と主張し、統一的な指揮ができない状況になります。


 こういう存亡の危機に、守旧派が口を出してくると碌なことはないのですが、朝倉家の場合も同じですね。しかも、守旧派が主張する撤退策に従った朝倉勢を、織田信長本人が家臣にさきがけて追撃をしていて、このあたりにも主将の質の違いと勢いの違いが現れています。


この勢いのまま、織田勢が朝倉の本拠・一乗谷に攻め込み、戦国の名家・朝倉家は滅亡へ向かい、鎌倉から続いていた越前朝倉家も最期を迎えます。


拠点の一乗谷は京都文化の中心となり、豊かな戦国大名として独立を守っていたのですが、それがいつの間にか時代から取り残されていくことになったのだと推測します。
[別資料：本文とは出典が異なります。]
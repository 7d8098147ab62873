pub mod import;
pub mod modifier;
pub mod parameter;
pub mod range;
pub mod symbol;

pub use import::Import;
pub use modifier::{Annotation, Modifier, Visibility};
pub use parameter::{Binding, Parameter, TypeParameter};
pub use range::SourceRange;
pub use symbol::{Symbol, SymbolKind};
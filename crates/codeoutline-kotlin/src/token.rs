//! Tokens produced by the Kotlin lexer

use codeoutline_parser_api::SourceRange;
use std::fmt;

/// Byte span into the source text
#[derive(Debug, Clone, Copy, PartialEq, Eq, Hash, Default)]
pub struct Span {
    pub start: usize,
    pub end: usize,
}

impl Span {
    pub fn new(start: usize, end: usize) -> Self {
        Self { start, end }
    }

    pub fn len(&self) -> usize {
        self.end - self.start
    }

    pub fn is_empty(&self) -> bool {
        self.start == self.end
    }
}

/// Kotlin keywords, hard and soft
///
/// Soft keywords and modifier keywords are only keywords in context; the
/// parser accepts them as names wherever an identifier is expected.
#[derive(Debug, Clone, Copy, PartialEq, Eq, Hash)]
#[repr(u8)]
pub enum Keyword {
    // Hard keywords
    As,
    Break,
    Class,
    Continue,
    Do,
    Else,
    False,
    For,
    Fun,
    If,
    In,
    Interface,
    Is,
    Null,
    Object,
    Package,
    Return,
    Super,
    This,
    Throw,
    True,
    Try,
    Typealias,
    Typeof,
    Val,
    Var,
    When,
    While,

    // Soft keywords
    By,
    Catch,
    Constructor,
    Dynamic,
    Field,
    Finally,
    Get,
    Import,
    Init,
    Set,
    Where,

    // Modifier keywords
    Abstract,
    Actual,
    Annotation,
    Companion,
    Const,
    Crossinline,
    Data,
    Enum,
    Expect,
    External,
    Final,
    Infix,
    Inline,
    Inner,
    Internal,
    Lateinit,
    Noinline,
    Open,
    Operator,
    Out,
    Override,
    Private,
    Protected,
    Public,
    Reified,
    Sealed,
    Suspend,
    Tailrec,
    Value,
    Vararg,
}

impl Keyword {
    pub const COUNT: usize = Keyword::Vararg as usize + 1;

    pub fn from_text(text: &str) -> Option<Keyword> {
        let kw = match text {
            "as" => Keyword::As,
            "break" => Keyword::Break,
            "class" => Keyword::Class,
            "continue" => Keyword::Continue,
            "do" => Keyword::Do,
            "else" => Keyword::Else,
            "false" => Keyword::False,
            "for" => Keyword::For,
            "fun" => Keyword::Fun,
            "if" => Keyword::If,
            "in" => Keyword::In,
            "interface" => Keyword::Interface,
            "is" => Keyword::Is,
            "null" => Keyword::Null,
            "object" => Keyword::Object,
            "package" => Keyword::Package,
            "return" => Keyword::Return,
            "super" => Keyword::Super,
            "this" => Keyword::This,
            "throw" => Keyword::Throw,
            "true" => Keyword::True,
            "try" => Keyword::Try,
            "typealias" => Keyword::Typealias,
            "typeof" => Keyword::Typeof,
            "val" => Keyword::Val,
            "var" => Keyword::Var,
            "when" => Keyword::When,
            "while" => Keyword::While,
            "by" => Keyword::By,
            "catch" => Keyword::Catch,
            "constructor" => Keyword::Constructor,
            "dynamic" => Keyword::Dynamic,
            "field" => Keyword::Field,
            "finally" => Keyword::Finally,
            "get" => Keyword::Get,
            "import" => Keyword::Import,
            "init" => Keyword::Init,
            "set" => Keyword::Set,
            "where" => Keyword::Where,
            "abstract" => Keyword::Abstract,
            "actual" => Keyword::Actual,
            "annotation" => Keyword::Annotation,
            "companion" => Keyword::Companion,
            "const" => Keyword::Const,
            "crossinline" => Keyword::Crossinline,
            "data" => Keyword::Data,
            "enum" => Keyword::Enum,
            "expect" => Keyword::Expect,
            "external" => Keyword::External,
            "final" => Keyword::Final,
            "infix" => Keyword::Infix,
            "inline" => Keyword::Inline,
            "inner" => Keyword::Inner,
            "internal" => Keyword::Internal,
            "lateinit" => Keyword::Lateinit,
            "noinline" => Keyword::Noinline,
            "open" => Keyword::Open,
            "operator" => Keyword::Operator,
            "out" => Keyword::Out,
            "override" => Keyword::Override,
            "private" => Keyword::Private,
            "protected" => Keyword::Protected,
            "public" => Keyword::Public,
            "reified" => Keyword::Reified,
            "sealed" => Keyword::Sealed,
            "suspend" => Keyword::Suspend,
            "tailrec" => Keyword::Tailrec,
            "value" => Keyword::Value,
            "vararg" => Keyword::Vararg,
            _ => return None,
        };
        Some(kw)
    }

    /// Soft and modifier keywords may also be used as identifiers
    pub fn is_soft(self) -> bool {
        self as u8 >= Keyword::By as u8
    }

    /// Keywords that can appear in a declaration's modifier list
    pub fn is_modifier(self) -> bool {
        self as u8 >= Keyword::Abstract as u8
    }

    pub fn is_visibility(self) -> bool {
        matches!(
            self,
            Keyword::Public | Keyword::Private | Keyword::Protected | Keyword::Internal
        )
    }
}

/// Kind of a lexed token
#[derive(Debug, Clone, Copy, PartialEq, Eq, Hash)]
pub enum TokenKind {
    // Trivia
    Whitespace,
    Newline,
    LineComment,
    BlockComment,
    /// `/** ... */`
    DocComment,
    /// Block comment running to end of input
    UnterminatedComment,

    // Words
    Ident,
    Keyword(Keyword),

    // Literals
    IntLiteral,
    FloatLiteral,
    StringLiteral,
    CharLiteral,
    /// String literal running to end of line (or input, for raw strings)
    UnterminatedString,

    /// `@Name`, `@a.b.Name` or `@target:Name`
    Annotation,

    // Punctuation
    LBrace,
    RBrace,
    LParen,
    RParen,
    LBracket,
    RBracket,
    LAngle,
    RAngle,
    Comma,
    Dot,
    SafeDot,
    Colon,
    ColonColon,
    Semicolon,
    Eq,
    Arrow,
    Question,
    Elvis,
    Star,
    /// Bare `@` (labels)
    At,
    /// Any other operator
    Operator,

    /// Unrecognized input
    Invalid,
    Eof,
}

impl TokenKind {
    /// Number of distinct values returned by [`TokenKind::index`]
    pub const INDEX_COUNT: usize = TokenKind::Eof.base_index() + 1 + Keyword::COUNT;

    const fn base_index(self) -> usize {
        match self {
            TokenKind::Whitespace => 0,
            TokenKind::Newline => 1,
            TokenKind::LineComment => 2,
            TokenKind::BlockComment => 3,
            TokenKind::DocComment => 4,
            TokenKind::UnterminatedComment => 5,
            TokenKind::Ident => 6,
            TokenKind::Keyword(_) => 7,
            TokenKind::IntLiteral => 8,
            TokenKind::FloatLiteral => 9,
            TokenKind::StringLiteral => 10,
            TokenKind::CharLiteral => 11,
            TokenKind::UnterminatedString => 12,
            TokenKind::Annotation => 13,
            TokenKind::LBrace => 14,
            TokenKind::RBrace => 15,
            TokenKind::LParen => 16,
            TokenKind::RParen => 17,
            TokenKind::LBracket => 18,
            TokenKind::RBracket => 19,
            TokenKind::LAngle => 20,
            TokenKind::RAngle => 21,
            TokenKind::Comma => 22,
            TokenKind::Dot => 23,
            TokenKind::SafeDot => 24,
            TokenKind::Colon => 25,
            TokenKind::ColonColon => 26,
            TokenKind::Semicolon => 27,
            TokenKind::Eq => 28,
            TokenKind::Arrow => 29,
            TokenKind::Question => 30,
            TokenKind::Elvis => 31,
            TokenKind::Star => 32,
            TokenKind::At => 33,
            TokenKind::Operator => 34,
            TokenKind::Invalid => 35,
            TokenKind::Eof => 36,
        }
    }

    /// Dense index, unique per kind and per keyword
    pub const fn index(self) -> usize {
        match self {
            TokenKind::Keyword(kw) => TokenKind::Eof.base_index() + 1 + kw as usize,
            other => other.base_index(),
        }
    }

    /// Whitespace, newlines and comments
    pub fn is_trivia(self) -> bool {
        matches!(
            self,
            TokenKind::Whitespace
                | TokenKind::Newline
                | TokenKind::LineComment
                | TokenKind::BlockComment
                | TokenKind::DocComment
                | TokenKind::UnterminatedComment
        )
    }

    pub fn is_comment(self) -> bool {
        matches!(
            self,
            TokenKind::LineComment
                | TokenKind::BlockComment
                | TokenKind::DocComment
                | TokenKind::UnterminatedComment
        )
    }

    pub fn keyword(self) -> Option<Keyword> {
        match self {
            TokenKind::Keyword(kw) => Some(kw),
            _ => None,
        }
    }
}

/// A single token; `text` borrows from the source
#[derive(Debug, Clone, Copy, PartialEq, Eq)]
pub struct Token<'src> {
    pub kind: TokenKind,
    pub text: &'src str,
    pub offset: usize,
}

impl<'src> Token<'src> {
    pub fn new(kind: TokenKind, text: &'src str, offset: usize) -> Self {
        Self { kind, text, offset }
    }

    pub fn len(&self) -> usize {
        self.text.len()
    }

    pub fn is_empty(&self) -> bool {
        self.text.is_empty()
    }

    pub fn end(&self) -> usize {
        self.offset + self.text.len()
    }

    pub fn span(&self) -> Span {
        Span::new(self.offset, self.end())
    }

    pub fn is_keyword(&self, kw: Keyword) -> bool {
        self.kind == TokenKind::Keyword(kw)
    }

    /// Identifiers and soft keywords, i.e. anything usable as a name
    pub fn is_name(&self) -> bool {
        match self.kind {
            TokenKind::Ident => true,
            TokenKind::Keyword(kw) => kw.is_soft(),
            _ => false,
        }
    }

    /// Name with backticks removed
    pub fn name(&self) -> &'src str {
        self.text
            .strip_prefix('`')
            .and_then(|t| t.strip_suffix('`'))
            .unwrap_or(self.text)
    }
}

impl fmt::Display for Token<'_> {
    fn fmt(&self, f: &mut fmt::Formatter<'_>) -> fmt::Result {
        match self.kind {
            TokenKind::Eof => f.write_str("end of file"),
            TokenKind::Newline => f.write_str("newline"),
            _ => write!(f, "`{}`", self.text),
        }
    }
}

/// Maps byte offsets to 1-based line numbers
#[derive(Debug, Clone)]
pub struct LineIndex {
    line_starts: Vec<usize>,
}

impl LineIndex {
    pub fn new(source: &str) -> Self {
        let mut line_starts = vec![0];
        line_starts.extend(
            source
                .bytes()
                .enumerate()
                .filter(|(_, b)| *b == b'\n')
                .map(|(i, _)| i + 1),
        );
        Self { line_starts }
    }

    pub fn line_count(&self) -> usize {
        self.line_starts.len()
    }

    /// 1-based line containing `offset`
    pub fn line_of(&self, offset: usize) -> usize {
        self.line_starts.partition_point(|&start| start <= offset)
    }

    pub fn range(&self, span: Span) -> SourceRange {
        let last = if span.end > span.start {
            span.end - 1
        } else {
            span.start
        };
        SourceRange::new(span.start, span.end, self.line_of(span.start), self.line_of(last))
    }
}
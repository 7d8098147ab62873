use crate::{
    config::ParserConfig,
    errors::{ErrorCategory, ParseError, ParserResult},
    metrics::{duration_serde, ParserMetrics},
    outline::SymbolOutline,
};
use serde::{Deserialize, Serialize};
use std::path::Path;
use std::time::Duration;

/// In-memory source handed to [`OutlineParser::parse_batch`]
#[derive(Debug, Clone, PartialEq, Eq, Serialize, Deserialize)]
pub struct SourceFile {
    /// Identifier reported back in the outline (usually a path)
    pub id: String,

    /// Full source text
    pub text: String,
}

impl SourceFile {
    pub fn new(id: impl Into<String>, text: impl Into<String>) -> Self {
        Self {
            id: id.into(),
            text: text.into(),
        }
    }
}

/// Result of outlining one source: best-effort outline plus every problem found
#[derive(Debug, Clone, PartialEq, Serialize, Deserialize)]
pub struct ParseOutput {
    pub outline: SymbolOutline,

    /// Lex errors, parse errors and structural warnings in source order
    pub errors: Vec<ParseError>,

    /// Time taken to outline this source
    #[serde(with = "duration_serde")]
    pub parse_time: Duration,
}

impl ParseOutput {
    pub fn new(outline: SymbolOutline, errors: Vec<ParseError>) -> Self {
        Self {
            outline,
            errors,
            parse_time: Duration::ZERO,
        }
    }

    /// True if anything other than a structural warning was reported
    pub fn has_errors(&self) -> bool {
        self.errors.iter().any(|e| !e.is_warning())
    }

    pub fn warnings(&self) -> impl Iterator<Item = &ParseError> {
        self.errors.iter().filter(|e| e.is_warning())
    }

    pub fn errors_of(&self, category: ErrorCategory) -> impl Iterator<Item = &ParseError> {
        self.errors.iter().filter(move |e| e.category() == category)
    }

    pub fn into_parts(self) -> (SymbolOutline, Vec<ParseError>) {
        (self.outline, self.errors)
    }
}

/// Aggregate result of a batch
#[derive(Debug, Clone, PartialEq, Serialize, Deserialize)]
pub struct BatchOutput {
    /// One output per input, in input order
    pub files: Vec<ParseOutput>,

    /// Total number of symbols across all files
    pub total_symbols: usize,

    /// Total number of errors and warnings across all files
    pub total_errors: usize,

    /// Total parse time for all files
    #[serde(with = "duration_serde")]
    pub total_parse_time: Duration,
}

impl BatchOutput {
    pub fn from_outputs(files: Vec<ParseOutput>) -> Self {
        let mut total_symbols = 0;
        let mut total_errors = 0;
        let mut total_parse_time = Duration::ZERO;
        for output in &files {
            total_symbols += output.outline.len();
            total_errors += output.errors.len();
            total_parse_time += output.parse_time;
        }
        Self {
            files,
            total_symbols,
            total_errors,
            total_parse_time,
        }
    }

    pub fn total_files(&self) -> usize {
        self.files.len()
    }

    /// Files that reported at least one non-warning error
    pub fn files_with_errors(&self) -> impl Iterator<Item = &ParseOutput> {
        self.files.iter().filter(|f| f.has_errors())
    }

    /// Average parse time per file
    pub fn avg_parse_time(&self) -> Duration {
        if self.files.is_empty() {
            Duration::ZERO
        } else {
            self.total_parse_time / self.files.len() as u32
        }
    }
}

/// Core trait that all outline parsers implement
///
/// Parsing one source is synchronous and self-contained: implementations keep
/// no state between calls apart from metrics, so a single parser can serve
/// many threads at once.
///
/// # Thread Safety
/// Implementations must be `Send + Sync` to support parallel parsing.
pub trait OutlineParser: Send + Sync {
    /// Returns the language identifier (lowercase, e.g., "kotlin")
    fn language(&self) -> &str;

    /// Returns supported file extensions (e.g., [".kt", ".kts"])
    fn file_extensions(&self) -> &[&str];

    /// Outline one in-memory source
    ///
    /// Never fails: problems are reported in [`ParseOutput::errors`] next to
    /// whatever could be recovered. Updates parser metrics.
    ///
    /// # Arguments
    /// * `source` - Source code string
    /// * `file_id` - Identifier stored in the outline
    fn parse(&self, source: &str, file_id: &str) -> ParseOutput;

    /// Outline many sources
    ///
    /// Default implementation parses sequentially. Override this
    /// for parallel parsing.
    fn parse_batch(&self, files: &[SourceFile]) -> ParserResult<BatchOutput> {
        let outputs = files
            .iter()
            .map(|file| self.parse(&file.text, &file.id))
            .collect();
        Ok(BatchOutput::from_outputs(outputs))
    }

    /// Check if this parser handles the given file identifier
    ///
    /// Default implementation checks the extension.
    fn can_parse(&self, file_id: &str) -> bool {
        if let Some(ext) = Path::new(file_id).extension() {
            let ext_str = format!(".{}", ext.to_string_lossy());
            self.file_extensions().contains(&ext_str.as_str())
        } else {
            false
        }
    }

    /// Get parser configuration
    fn config(&self) -> &ParserConfig;

    /// Get accumulated metrics
    fn metrics(&self) -> ParserMetrics;

    /// Reset metrics
    ///
    /// Clears accumulated metrics. Useful for benchmarking.
    fn reset_metrics(&mut self);
}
このへんは伝統ある組織は他山の石とせねばなりませんね。


ここで、センゴクの活躍や、お蝶はどうなるのか、といったあたりは原書で確認してください。


【レビュアーから一言】


この織田の朝倉攻めの時に、これまで数々の陰謀をめぐらし、信長を苦しめてきた斎藤龍興が織田勢の足軽の槍や弓矢を受け

下郎どもが・・

頭が高い・・

かつての美濃国主であるぞ・・

という言葉を残し戦死します。


当初は石山本願寺に逃れて、次の策を練るつもりだったのですが、一乗谷に遺した「お猪」など、愛した女性を救おうと引き返し、織田の雑兵たちに討たれてしまいます。このあたりは、流浪の間も付き従う女性を大事にしていた龍興らしくて、ある意味、当時のフェミニストの鏡であったのかもしれません。